In Stephenson's safety-lamp, generally known as the "Geordie," from the inventor George Stephenson, the light is covered by a glass chimney, surrounded by an outer casing and top of wire gauze. The feed air is admitted through numerous small holes in a copper ring a little below the level of the wick. This is one of the safest forms of lamp, but requires considerable care in use, especially in keeping the small feed holes clear from dust and oil; the glass protects the gauze from becoming overheated, and when the air is dangerously charged with gas the light is extinguished.

Various forms of safety-lamps have been introduced at different times, for the purpose of increasing the amount of light by substituting a glass cylinder for the lower portion of the wire gauze. The oldest of these is that of Dr. Clanny, contemporary with those of Davy and Stephenson. The air for supplying the flame, entering at the bottom of the gauze, and passing down the inner side of the glass, protects the latter to some extent from becoming overheated, but a large amount of light is lost by absorption in the glass, so that there is no great advantage over the ordinary Davy lamp to compensate for the extra weight and cost, especially as the safety property of the lamp depends upon the glass cylinder, which may be readily broken when subjected to the ordinary accidents of working. A more perfect form of lamp of the same character is that of Museler, which is extensively used in Belgium. It differs from Clanny's lamp by the addition of a conical chimney above the flame, which produces a rapid draught, and consequently a more perfect cooling of the glass cylinder by the down-draught of feed air for the flame.

Boty's lamp, which was recommended by a commission of the Belgian Government as being safe in use, is essentially that of Dr. Clanny with Stephenson's perforated ring for admitting air at the level of the wick. Another Belgian variety is that of Eloin, in which the glass is shaped to the surface produced by the revolution of a parabolic arc, so as to disperse the light in parallel lines. The air is admitted by a Stephenson ring, combined with an Argand cap, the glass being surrounded by a brass chimney with a gauze top.
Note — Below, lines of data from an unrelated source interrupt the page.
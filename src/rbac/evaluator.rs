//! Permission evaluator
//!
//! Pure, side-effect-free predicates consumed by every gated operation.
//! These are the fail-closed building blocks: a missing or inactive profile
//! answers `false` to everything. The caller-resolving forms live on
//! [`crate::rbac::profiles::ProfileService`].

use crate::rbac::catalog::Permission;
use crate::rbac::types::UserProfile;

/// Whether the profile holds `permission`.
///
/// False when the profile is absent, inactive, or does not contain the
/// permission in its materialized list.
pub fn has_permission(profile: Option<&UserProfile>, permission: Permission) -> bool {
    match profile {
        Some(p) if p.is_active => p.permissions.contains(&permission),
        _ => false,
    }
}

/// Whether the profile holds at least one of `permissions`
pub fn has_any_permission(profile: Option<&UserProfile>, permissions: &[Permission]) -> bool {
    permissions.iter().any(|&p| has_permission(profile, p))
}

/// Whether the profile holds every one of `permissions`
pub fn has_all_permissions(profile: Option<&UserProfile>, permissions: &[Permission]) -> bool {
    permissions.iter().all(|&p| has_permission(profile, p))
}

/// Whether the profile may see `zone`.
///
/// Unconditionally true for holders of `access_all_zones` (the zone
/// assignment is ignored entirely, including an empty one); otherwise true
/// iff the zone is among the profile's assigned zones.
pub fn can_access_zone(profile: Option<&UserProfile>, zone: &str) -> bool {
    if has_permission(profile, Permission::AccessAllZones) {
        return true;
    }
    profile
        .map(|p| p.assigned_zones.iter().any(|z| z == zone))
        .unwrap_or(false)
}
In another form of the same lamp Museler's chimney is added.

The locking of safety lamps, so as to render them incapable of being opened by the miners when at work, is a point that has given play to a large amount of ingenuity. One of the most favorite devices is a combination of the wick-holder with the locking-bolt, so that the latter cannot be withdrawn without lowering the wick and extinguishing the flame. Another method consists in the use of a lead rivet, uniting the two parts of the lamp, impressed with a seal, which cannot be removed without defacing the device. All this class of contrivances have the defect of only being efficacious when the miners are not provided with matches, or other means of obtaining a light. A more physically perfect method is that adopted by Bidder, where the locking-bolt is magnetized and held in place by a force which can only be overcome by the application of a battery of heavy and powerful steel magnets. These are kept in the lamp cabin at the pit bottom, where the lamps are cleaned and served out lighted to the miners at the commencement of the shift, and are collected before they return to the surface.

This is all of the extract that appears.